WordPress 7.0 landed this week, and it deserves a real test cycle. AI inside WordPress now looks practical, not experimental. At the same time, one WooCommerce flaw needs an immediate patch. Another malware case shows when WordPress cleanup will never solve the problem.

WordPress and AI: 7.0 changes your workflow

WordPress 7.0 landed this week, and it changes daily site management more than most core releases. The big shifts sit in the admin area. You get a cleaner dashboard, better editing controls, new blocks, and a central place to manage AI connections. Our WordPress 7.0 guide covers the site-owner view.

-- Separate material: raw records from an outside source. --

// e2e/roundtrip.rs — buffer-level format fixtures and round-trip suites.
//
// Exercises the public codec API end to end: exact byte streams for small
// canonical inputs, the container edge cases (extended counts, page skips,
// absolute segment controls, ROMv1 stripping), and round-trip identity over
// synthetic program images.

use gt1z::{compress, decompress, verify, Gt1zError, Image};

// ── Helpers ──────────────────────────────────────────────────────────────────

/// Assemble a GT1 byte stream from records and an entry point.
fn gt1(records: &[(u16, Vec<u8>)], entry: u16) -> Vec<u8> {
    let mut v = Vec::new();
    for (addr, payload) in records {
        assert!(!payload.is_empty() && payload.len() <= 256);
        v.push((addr >> 8) as u8);
        v.push((addr & 0xff) as u8);
        v.push((payload.len() & 0xff) as u8);
        v.extend_from_slice(payload);
    }
    v.extend_from_slice(&[0, (entry >> 8) as u8, (entry & 0xff) as u8]);
    v
}

fn round_trip(input: &[u8]) -> Vec<u8> {
    let (packed, _) = compress(input).unwrap();
    let (unpacked, _) = decompress(&packed).unwrap();
    unpacked
}

/// Deterministic pseudo-random byte generator (no external seed).
struct Lcg(u32);

impl Lcg {
    fn next_byte(&mut self) -> u8 {
        self.0 = self.0.wrapping_mul(1_664_525).wrapping_add(1_013_904_223);
        (self.0 >> 24) as u8
    }
}

// ── 1. Single data byte ──────────────────────────────────────────────────────

#[test]
fn single_byte_image_has_a_canonical_stream() {
    let input = gt1(&[(0x0200, vec![0x42])], 0x0200);
    let (packed, relocatable) = compress(&input).unwrap();
    // The lone literal rides in the terminator control token.
    assert_eq!(
        packed,
        vec![0x00, 0xff, 0x02, 0x00, 0x10, 0x42, 0x00, 0x02, 0x00]
    );
    assert!(relocatable);
    assert_eq!(round_trip(&input), input);
}

// ── 2. Repeated byte ─────────────────────────────────────────────────────────

#[test]
fn repeated_byte_uses_offset_one_match() {
    let input = gt1(&[(0x0200, vec![0xaa; 8])], 0x0200);
    let (packed, _) = compress(&input).unwrap();
    // One literal 0xAA, then a match of 7 reusing the initial offset 1.
    assert_eq!(
        packed,
        vec![0x00, 0xff, 0x02, 0x00, 0x16, 0xaa, 0x00, 0x00, 0x02, 0x00]
    );
    assert_eq!(round_trip(&input), input);
}

// ── 3. Two sequential pages ──────────────────────────────────────────────────

#[test]
fn sequential_pages_stay_relocatable() {
    let page: Vec<u8> = (0..=255).collect();
    let input = gt1(&[(0x0200, page.clone()), (0x0300, page.clone())], 0x0200);
    let (packed, relocatable) = compress(&input).unwrap();
    assert!(relocatable);
    // First page as one extended literal run flushed by the skip control,
    // second page as one 256-byte match at offset 0x100 (short form).
    let mut expected = vec![0x00, 0xff, 0x02, 0x00, 0xf0, 0x00];
    expected.extend_from_slice(&page);
    expected.extend_from_slice(&[0x8f, 0x00, 0xff, 0x00, 0x00, 0x02, 0x00]);
    assert_eq!(packed, expected);
    assert_eq!(round_trip(&input), input);
}

// ── 4. Non-contiguous pages ──────────────────────────────────────────────────

#[test]
fn gap_between_pages_clears_relocatable() {
    let body: Vec<u8> = (1..=8).collect();
    let input = gt1(&[(0x0200, body.clone()), (0x0500, body.clone())], 0x0200);
    let (packed, relocatable) = compress(&input).unwrap();
    assert!(!relocatable);
    // The long-form control between the segments carries the absolute
    // address 0x0500; the second body is a match three pages back.
    let mut expected = vec![0x00, 0xff, 0x02, 0x00, 0x70, 0x08];
    expected.extend_from_slice(&body);
    expected.extend_from_slice(&[0x05, 0x00, 0x87, 0x03, 0x00, 0x00, 0x00, 0x02, 0x00]);
    assert_eq!(packed, expected);
    assert_eq!(round_trip(&input), input);
}

// ── 5. Extended literal count ────────────────────────────────────────────────

#[test]
fn distinct_bytes_force_an_extended_literal_token() {
    let body: Vec<u8> = (0..32).collect();
    let input = gt1(&[(0x0200, body.clone())], 0x0200);
    let (packed, _) = compress(&input).unwrap();
    let mut expected = vec![0x00, 0xff, 0x02, 0x00, 0x70, 0x20];
    expected.extend_from_slice(&body);
    expected.extend_from_slice(&[0x00, 0x02, 0x00]);
    assert_eq!(packed, expected);
    assert_eq!(round_trip(&input), input);
}

// ── 6. ROMv1 loader patch ────────────────────────────────────────────────────

#[test]
fn romv1_patch_is_stripped_before_compression() {
    let input = gt1(
        &[
            (0x0200, vec![0x42]),
            (0x5b80, vec![0x11, 0x00, 0x02, 0x2b, 0x1a, 0xff]),
        ],
        0x5b80,
    );
    let image = Image::from_gt1(&input, true).unwrap();
    assert_eq!(image.entry(), 0x0200);
    for a in 0x5b80..0x5b86 {
        assert_eq!(image.get(a), None);
    }

    // The compressed stream carries neither the patch nor its entry point.
    let (packed, _) = compress(&input).unwrap();
    let (unpacked, _) = decompress(&packed).unwrap();
    let stripped = gt1(&[(0x0200, vec![0x42])], 0x0200);
    assert_eq!(unpacked, stripped);
}

// ── Universal properties ─────────────────────────────────────────────────────

#[test]
fn round_trip_over_synthetic_programs() {
    // A few texture classes: compressible repeats, cross-page echoes, noise.
    let mut rng = Lcg(0x1234_5678);

    // Page of decaying runs.
    let mut runs = Vec::new();
    while runs.len() < 256 {
        let b = rng.next_byte();
        let n = (rng.next_byte() as usize % 19 + 1).min(256 - runs.len());
        runs.extend(std::iter::repeat(b).take(n));
    }
    // Echo of the same page two pages up, slightly damaged.
    let mut echo = runs.clone();
    echo[40] ^= 0xff;
    echo[200] ^= 0x0f;

    // Records in ascending address order, as a saved GT1 enumerates them.
    let records: Vec<(u16, Vec<u8>)> = vec![
        (0x0455, vec![7]),
        (0x04fe, vec![1, 2]),
        (0x0800, runs),
        (0x0a00, echo),
        (0x30a0, (0..96).map(|_| rng.next_byte()).collect()),
    ];

    let input = gt1(&records, 0x0800);
    let (packed, _) = compress(&input).unwrap();
    assert!(packed.len() < input.len());
    let (unpacked, _) = decompress(&packed).unwrap();
    assert_eq!(unpacked, input);
    verify(&packed, &input).unwrap();
}

#[test]
fn verify_rejects_a_stream_for_a_different_image() {
    let a = gt1(&[(0x0200, vec![1, 2, 3, 4])], 0x0200);
    let b = gt1(&[(0x0200, vec![1, 2, 3, 5])], 0x0200);
    let (packed, _) = compress(&a).unwrap();
    verify(&packed, &a).unwrap();
    assert!(matches!(verify(&packed, &b), Err(Gt1zError::Mismatch)));
}

#[test]
fn gt1_save_is_idempotent_for_maximal_segments() {
    let input = gt1(
        &[
            (0x0200, (0..=255).collect()),
            (0x0480, vec![9; 16]),
            (0x0500, vec![1]),
        ],
        0x0200,
    );
    let image = Image::from_gt1(&input, true).unwrap();
    assert_eq!(image.to_gt1(), input);
}

#[test]
fn relocatable_single_page_zero_segment() {
    // The canonical relocatable shape: one segment at address 0.
    let input = gt1(&[(0x0000, vec![0x55; 64])], 0x0000);
    let (packed, relocatable) = compress(&input).unwrap();
    assert!(relocatable);
    assert_eq!(round_trip(&input), input);
    // The stream's initial address is 0x0000.
    assert_eq!(&packed[2..4], &[0x00, 0x00]);
}

#[test]
fn entry_point_survives_all_values() {
    for &entry in &[0x0000u16, 0x0200, 0x7fff, 0xffff] {
        let input = gt1(&[(0x0300, vec![0x10, 0x20, 0x30])], entry);
        let (packed, _) = compress(&input).unwrap();
        let (unpacked, _) = decompress(&packed).unwrap();
        assert_eq!(unpacked, input, "entry {:#06x}", entry);
    }
}
//! gt1z — codec for the Gigatron GT1 program-image format.
//!
//! GT1 files are sparse memory loads: address-bounded records, each filling
//! part of one 256-byte page, plus a 16-bit execution entry point.  The
//! GT1Z container compresses such images with a match/literal token stream
//! whose offsets exploit the short distances typical within and between
//! pages, chosen by a per-segment optimal parser.  Decompression restores
//! every cell and the entry point exactly.

pub mod cli;
pub mod codec;
pub mod error;
pub mod image;
pub mod io;
mod reader;
pub mod tokenize;

// ─────────────────────────────────────────────────────────────────────────────
// Top-level convenience re-exports for the most common API entry points.
// ─────────────────────────────────────────────────────────────────────────────

/// One-shot compression: GT1 bytes in, GT1Z bytes plus relocatable flag out.
pub use codec::compress::compress;
/// Compress an already-loaded [`Image`].
pub use codec::compress::compress_image;
/// Decode a GT1Z stream into an [`Image`].
pub use codec::decompress::decode;
/// One-shot decompression: GT1Z bytes in, GT1 bytes plus relocatable flag out.
pub use codec::decompress::decompress;
/// Decode a GT1Z stream and compare it against a reference GT1.
pub use codec::decompress::verify;
/// Error type shared by the loader and the codec.
pub use error::Gt1zError;
/// Sparse 64 KiB memory image with entry point.
pub use image::{Image, Segment};

// ─────────────────────────────────────────────────────────────────────────────
// Version API
// ─────────────────────────────────────────────────────────────────────────────

pub const GT1Z_VERSION_MAJOR: i32 = 1;
pub const GT1Z_VERSION_MINOR: i32 = 0;
pub const GT1Z_VERSION_RELEASE: i32 = 0;
pub const GT1Z_VERSION_STRING: &str = "1.0.0";

/// Returns the library version string (e.g. `"1.0.0"`).
pub fn version_string() -> &'static str {
    GT1Z_VERSION_STRING
}
//! Fuzzy ratios used to score address fields.
//!
//! All ratios are whole percentages in `[0, 100]`:
//! - `ratio`: indel similarity of the full strings
//! - `partial_ratio`: best substring match ratio
//! - `token_sort_ratio`: order-insensitive comparison
//! - `field_score`: the maximum of the three, used for every address field
//!
//! Every ratio is rounded to a whole percentage so that thresholds compare
//! against exactly the values an operator sees in a report.
//!
//! # Performance
//!
//! `partial_ratio` slides the shorter string across the longer string by
//! comparing char slices directly, never allocating a `String` per window.

use super::lcs::indel_similarity_chars;
use smallvec::SmallVec;

/// Scale applied to `token_sort_ratio` inside [`field_score`].
///
/// Token reordering is a weaker signal than a direct match, so it can never
/// outrank an equally good direct comparison.
pub const DEFAULT_TOKEN_SORT_SCALE: f64 = 0.9;

#[inline]
fn to_percent(similarity: f64) -> f64 {
    (similarity * 100.0).round()
}

/// Compute the basic similarity ratio between two strings.
///
/// Returns 0 when either string is empty.
///
/// # Examples
/// ```
/// use addrmerge::algorithms::fuzz::ratio;
/// assert_eq!(ratio("an phu", "an phu"), 100.0);
/// assert_eq!(ratio("an phu", ""), 0.0);
/// ```
#[must_use]
pub fn ratio(s1: &str, s2: &str) -> f64 {
    if s1.is_empty() || s2.is_empty() {
        return 0.0;
    }
    let a: SmallVec<[char; 64]> = s1.chars().collect();
    let b: SmallVec<[char; 64]> = s2.chars().collect();
    to_percent(indel_similarity_chars(&a, &b))
}

/// Compute the best partial match ratio between two strings.
///
/// Slides the shorter string across the longer string and returns the
/// maximum similarity found. Windows hanging over either edge of the longer
/// string are included, so a needle that only partially overlaps the start
/// or end still scores.
///
/// # Examples
/// ```
/// use addrmerge::algorithms::fuzz::partial_ratio;
/// assert_eq!(partial_ratio("ho chi minh", "thanh pho ho chi minh"), 100.0);
/// ```
#[must_use]
pub fn partial_ratio(s1: &str, s2: &str) -> f64 {
    if s1.is_empty() || s2.is_empty() {
        return 0.0;
    }

    let c1: SmallVec<[char; 64]> = s1.chars().collect();
    let c2: SmallVec<[char; 64]> = s2.chars().collect();

    // Ensure shorter string is the "needle"
    let (shorter, longer) = if c1.len() <= c2.len() {
        (&c1[..], &c2[..])
    } else {
        (&c2[..], &c1[..])
    };

    let k = shorter.len();
    let n = longer.len();
    let mut max_sim = 0.0f64;

    // Full-length windows first: a perfect hit ends the search early
    for start in 0..=(n - k) {
        let sim = indel_similarity_chars(shorter, &longer[start..start + k]);
        max_sim = max_sim.max(sim);
        if max_sim == 1.0 {
            return 100.0;
        }
    }

    // Windows overlapping the left and right edges
    for len in 1..k {
        max_sim = max_sim.max(indel_similarity_chars(shorter, &longer[..len]));
        max_sim = max_sim.max(indel_similarity_chars(shorter, &longer[n - len..]));
    }

    to_percent(max_sim)
}

/// Tokenize a string into words, sort them, and rejoin.
fn sorted_tokens(s: &str) -> String {
    let mut tokens: Vec<&str> = s.split_whitespace().collect();
    tokens.sort_unstable();
    tokens.join(" ")
}

/// Compute similarity after tokenizing and sorting both strings.
///
/// Useful for comparing names whose words were entered in a different order.
///
/// # Examples
/// ```
/// use addrmerge::algorithms::fuzz::token_sort_ratio;
/// assert_eq!(token_sort_ratio("ho chi minh", "minh chi ho"), 100.0);
/// ```
#[must_use]
pub fn token_sort_ratio(s1: &str, s2: &str) -> f64 {
    ratio(&sorted_tokens(s1), &sorted_tokens(s2))
}

/// Score one address field: the maximum of the full ratio, the partial
/// ratio, and the token-sort ratio scaled by `token_sort_scale`.
#[must_use]
pub fn field_score(s1: &str, s2: &str, token_sort_scale: f64) -> f64 {
    if s1.is_empty() || s2.is_empty() {
        return 0.0;
    }
    if s1 == s2 {
        return 100.0;
    }
    ratio(s1, s2)
        .max(partial_ratio(s1, s2))
        .max(token_sort_ratio(s1, s2) * token_sort_scale)
}

#[cfg(test)]
mod tests {
    use super::*;

    #[test]
    fn test_ratio_identical() {
        assert_eq!(ratio("long thoi", "long thoi"), 100.0);
    }

    #[test]
    fn test_ratio_rounded() {
        // LCS = 6, total length = 14 -> 85.71
        assert_eq!(ratio("an phu", "an phuoc"), 86.0);
    }

    #[test]
    fn test_ratio_empty() {
        assert_eq!(ratio("", ""), 0.0);
        assert_eq!(ratio("", "abc"), 0.0);
    }

    #[test]
    fn test_partial_ratio_substring() {
        assert_eq!(partial_ratio("test", "this is a test"), 100.0);
        assert_eq!(partial_ratio("this is a test", "test"), 100.0);
    }

    #[test]
    fn test_partial_ratio_edge_window() {
        // best alignment is "ab" hanging off the left edge
        let score = partial_ratio("zab", "abcdefgh");
        assert!(score > 60.0 && score < 100.0, "score = {score}");
    }

    #[test]
    fn test_partial_ratio_empty() {
        assert_eq!(partial_ratio("", "hello"), 0.0);
        assert_eq!(partial_ratio("hello", ""), 0.0);
    }

    #[test]
    fn test_token_sort_ratio_reordered() {
        assert_eq!(token_sort_ratio("chi minh ho", "ho chi minh"), 100.0);
    }

    #[test]
    fn test_field_score_takes_maximum() {
        let scaled = token_sort_ratio("phu an", "an phu") * DEFAULT_TOKEN_SORT_SCALE;
        assert_eq!(scaled, 90.0);
        assert!(field_score("phu an", "an phu", DEFAULT_TOKEN_SORT_SCALE) >= 90.0);
    }

    #[test]
    fn test_field_score_empty_is_zero() {
        assert_eq!(field_score("", "", DEFAULT_TOKEN_SORT_SCALE), 0.0);
        assert_eq!(field_score("cu chi", "", DEFAULT_TOKEN_SORT_SCALE), 0.0);
    }
}
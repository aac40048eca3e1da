//! Matching thresholds and weights
//!
//! Every cutoff the resolver applies lives here so it can be tuned without
//! touching the matching logic. Defaults reproduce the values the reference
//! data was calibrated against.
//!
//! # Example Config File
//!
//! ```toml
//! hamlet_number_exact = true
//! commune_length_tolerance = 5
//!
//! [thresholds]
//! commune_min = 85
//! total_min = 75
//!
//! [weights.full_address]
//! commune = 0.5
//! district = 0.3
//! province = 0.2
//! ```
//!
//! Omitted keys keep their defaults.

use crate::error::ConfigError;
use serde::{Deserialize, Serialize};
use std::path::Path;

/// Allowed drift of a weight-set sum from 1.0.
const WEIGHT_SUM_TOLERANCE: f64 = 1e-6;

/// Per-field and combined minimum scores, on the 0-100 scale.
#[derive(Debug, Clone, PartialEq, Serialize, Deserialize)]
#[serde(default)]
pub struct Thresholds {
    pub commune_min: f64,
    pub district_min: f64,
    pub province_min: f64,
    pub hamlet_min: f64,
    /// Commune minimum when matching against post-merger names
    pub new_commune_min: f64,
    /// Province minimum when matching against post-merger names
    pub new_province_min: f64,
    /// Minimum weighted total for any fuzzy match
    pub total_min: f64,
}

impl Default for Thresholds {
    fn default() -> Self {
        Self {
            commune_min: 85.0,
            district_min: 70.0,
            province_min: 60.0,
            hamlet_min: 75.0,
            new_commune_min: 85.0,
            new_province_min: 70.0,
            total_min: 75.0,
        }
    }
}

impl Thresholds {
    fn named(&self) -> [(&'static str, f64); 7] {
        [
            ("commune_min", self.commune_min),
            ("district_min", self.district_min),
            ("province_min", self.province_min),
            ("hamlet_min", self.hamlet_min),
            ("new_commune_min", self.new_commune_min),
            ("new_province_min", self.new_province_min),
            ("total_min", self.total_min),
        ]
    }
}

/// Weights for input already written with post-merger names (no district).
#[derive(Debug, Clone, PartialEq, Serialize, Deserialize)]
#[serde(default)]
pub struct NewAddressWeights {
    pub commune: f64,
    pub province: f64,
}

impl Default for NewAddressWeights {
    fn default() -> Self {
        Self {
            commune: 0.7,
            province: 0.3,
        }
    }
}

/// Weights for hamlet-level matching.
#[derive(Debug, Clone, PartialEq, Serialize, Deserialize)]
#[serde(default)]
pub struct HamletWeights {
    pub hamlet: f64,
    pub commune: f64,
    pub district: f64,
    pub province: f64,
}

impl Default for HamletWeights {
    fn default() -> Self {
        Self {
            hamlet: 0.4,
            commune: 0.3,
            district: 0.2,
            province: 0.1,
        }
    }
}

/// Weights for commune / district / province matching.
#[derive(Debug, Clone, PartialEq, Serialize, Deserialize)]
#[serde(default)]
pub struct FullAddressWeights {
    pub commune: f64,
    pub district: f64,
    pub province: f64,
}

impl Default for FullAddressWeights {
    fn default() -> Self {
        Self {
            commune: 0.5,
            district: 0.3,
            province: 0.2,
        }
    }
}

#[derive(Debug, Clone, Default, PartialEq, Serialize, Deserialize)]
#[serde(default)]
pub struct Weights {
    pub new_address: NewAddressWeights,
    pub hamlet: HamletWeights,
    pub full_address: FullAddressWeights,
}

/// Resolver tuning.
#[derive(Debug, Clone, PartialEq, Serialize, Deserialize)]
#[serde(default)]
pub struct MatchConfig {
    pub thresholds: Thresholds,
    /// Numeric-coded hamlets ("khu pho 2") match only on identical numbers
    pub hamlet_number_exact: bool,
    /// Largest commune-name length difference (in characters) still scored
    pub commune_length_tolerance: usize,
    /// Multiplier applied to the token-sort ratio in field scores
    pub token_sort_scale: f64,
    pub weights: Weights,
}

impl Default for MatchConfig {
    fn default() -> Self {
        Self {
            thresholds: Thresholds::default(),
            hamlet_number_exact: true,
            commune_length_tolerance: 5,
            token_sort_scale: crate::algorithms::DEFAULT_TOKEN_SORT_SCALE,
            weights: Weights::default(),
        }
    }
}

impl MatchConfig {
    /// Parse and validate a TOML document.
    pub fn from_toml_str(text: &str) -> Result<Self, ConfigError> {
        let config: Self = toml::from_str(text)?;
        config.validate()?;
        Ok(config)
    }

    /// Read, parse and validate a TOML file.
    pub fn from_path(path: impl AsRef<Path>) -> Result<Self, ConfigError> {
        let text = std::fs::read_to_string(path)?;
        Self::from_toml_str(&text)
    }

    /// Check every threshold and weight set.
    pub fn validate(&self) -> Result<(), ConfigError> {
        for (name, value) in self.thresholds.named() {
            if !(0.0..=100.0).contains(&value) {
                return Err(ConfigError::InvalidThreshold { name, value });
            }
        }

        let NewAddressWeights { commune, province } = self.weights.new_address;
        check_weights("new_address", &[commune, province])?;

        let HamletWeights {
            hamlet,
            commune,
            district,
            province,
        } = self.weights.hamlet;
        check_weights("hamlet", &[hamlet, commune, district, province])?;

        let FullAddressWeights {
            commune,
            district,
            province,
        } = self.weights.full_address;
        check_weights("full_address", &[commune, district, province])?;

        if !self.token_sort_scale.is_finite() || self.token_sort_scale < 0.0 {
            return Err(ConfigError::InvalidParameter {
                name: "token_sort_scale",
                value: self.token_sort_scale,
            });
        }

        Ok(())
    }

    pub fn with_thresholds(mut self, thresholds: Thresholds) -> Self {
        self.thresholds = thresholds;
        self
    }

    /// Set the combined minimum for every fuzzy branch
    pub fn with_total_min(mut self, total_min: f64) -> Self {
        self.thresholds.total_min = total_min;
        self
    }

    pub fn with_weights(mut self, weights: Weights) -> Self {
        self.weights = weights;
        self
    }

    pub fn with_hamlet_number_exact(mut self, exact: bool) -> Self {
        self.hamlet_number_exact = exact;
        self
    }

    pub fn with_commune_length_tolerance(mut self, tolerance: usize) -> Self {
        self.commune_length_tolerance = tolerance;
        self
    }

    pub fn with_token_sort_scale(mut self, scale: f64) -> Self {
        self.token_sort_scale = scale;
        self
    }
}

fn check_weights(name: &'static str, weights: &[f64]) -> Result<(), ConfigError> {
    let sum: f64 = weights.iter().sum();
    let valid = weights.iter().all(|w| w.is_finite() && *w >= 0.0)
        && (sum - 1.0).abs() <= WEIGHT_SUM_TOLERANCE;
    if valid {
        Ok(())
    } else {
        Err(ConfigError::InvalidWeights { name, sum })
    }
}

#[cfg(test)]
mod tests {
    use super::*;
    use std::io::Write;

    #[test]
    fn test_defaults_are_valid() {
        let config = MatchConfig::default();
        assert!(config.validate().is_ok());
        assert_eq!(config.thresholds.commune_min, 85.0);
        assert_eq!(config.thresholds.total_min, 75.0);
        assert_eq!(config.weights.full_address.commune, 0.5);
        assert!(config.hamlet_number_exact);
    }

    #[test]
    fn test_partial_toml_keeps_defaults() {
        let config = MatchConfig::from_toml_str(
            r#"
            hamlet_number_exact = false

            [thresholds]
            total_min = 80
            "#,
        )
        .unwrap();
        assert!(!config.hamlet_number_exact);
        assert_eq!(config.thresholds.total_min, 80.0);
        assert_eq!(config.thresholds.district_min, 70.0);
        assert_eq!(config.weights, Weights::default());
    }

    #[test]
    fn test_empty_toml_is_default() {
        assert_eq!(MatchConfig::from_toml_str("").unwrap(), MatchConfig::default());
    }

    #[test]
    fn test_rejects_out_of_range_threshold() {
        let err = MatchConfig::from_toml_str("[thresholds]\ncommune_min = 120").unwrap_err();
        assert!(matches!(
            err,
            ConfigError::InvalidThreshold {
                name: "commune_min",
                ..
            }
        ));
    }

    #[test]
    fn test_rejects_unbalanced_weights() {
        let err = MatchConfig::from_toml_str(
            "[weights.hamlet]\nhamlet = 0.5\ncommune = 0.3\ndistrict = 0.2\nprovince = 0.1",
        )
        .unwrap_err();
        assert!(matches!(err, ConfigError::InvalidWeights { name: "hamlet", .. }));
    }

    #[test]
    fn test_rejects_negative_weight() {
        let weights = Weights {
            new_address: NewAddressWeights {
                commune: 1.2,
                province: -0.2,
            },
            ..Weights::default()
        };
        let config = MatchConfig::default().with_weights(weights);
        assert!(config.validate().is_err());
    }

    #[test]
    fn test_rejects_malformed_toml() {
        let err = MatchConfig::from_toml_str("thresholds = 3").unwrap_err();
        assert!(matches!(err, ConfigError::Parse(_)));
    }

    #[test]
    fn test_from_path() {
        let mut file = tempfile::NamedTempFile::new().unwrap();
        writeln!(file, "commune_length_tolerance = 3").unwrap();
        writeln!(file, "[weights.new_address]\ncommune = 0.6\nprovince = 0.4").unwrap();

        let config = MatchConfig::from_path(file.path()).unwrap();
        assert_eq!(config.commune_length_tolerance, 3);
        assert_eq!(config.weights.new_address.commune, 0.6);
    }

    #[test]
    fn test_from_missing_path() {
        let dir = tempfile::tempdir().unwrap();
        let err = MatchConfig::from_path(dir.path().join("absent.toml")).unwrap_err();
        assert!(matches!(err, ConfigError::Io(_)));
    }

    #[test]
    fn test_builders() {
        let config = MatchConfig::default()
            .with_total_min(90.0)
            .with_hamlet_number_exact(false)
            .with_commune_length_tolerance(2)
            .with_token_sort_scale(1.0);
        assert_eq!(config.thresholds.total_min, 90.0);
        assert!(!config.hamlet_number_exact);
        assert_eq!(config.commune_length_tolerance, 2);
        assert_eq!(config.token_sort_scale, 1.0);
    }
}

That AI piece matters most. WordPress now treats generative AI as part of the platform, not a random add-on. This will push more plugins toward one shared setup for providers, permissions, and tools.

The official AI plugin also hit 1.0.0. Its most useful addition is request logging, which shows admins what prompts and responses AI tools send and receive. That gives you better control over cost, privacy, and team use.

The editor roadmap also looks useful. Gutenberg 23.2 adds more phone and tablet style controls in site-wide design settings. A new image editor test also brings freeform crop, rotation, and flip into one popup.

Takeaway: test WordPress 7.0 on a staging site before you update production. Check your theme, forms, SEO plugin, and any AI add-ons. Then plan for another major release in August. WordPress 7.1 already targets that window.

Security: Stop checkout theft and repeat infections

Stores that use Funnel Builder by FunnelKit need action now. Attackers already exploit a critical flaw that injects fake analytics scripts into checkout pages and steals payment data. Our security note on the FunnelKit flaw explains what to check.

Update Funnel Builder to 3.15.0.3 immediately. Next, open Settings > Checkout > External Scripts and remove anything you do not recognize. If your store used an affected checkout, treat this as a card data incident and contact your payment provider today.

Another security story delivered a blunt lesson. Wordfence traced one stubborn WordPress reinfection to a server-level backdoor inside a CyberPanel and SnappyMail setup. The attacker controlled the server itself, so they could rewrite WordPress files after every cleanup. Our breakdown explains the pattern.

Takeaway: if malware keeps coming back, stop repeating the same WordPress cleanup. Isolate the site and ask your host to inspect the server, not just the plugins. If you run your own VPS, a virtual private server, with CyberPanel, review that stack first.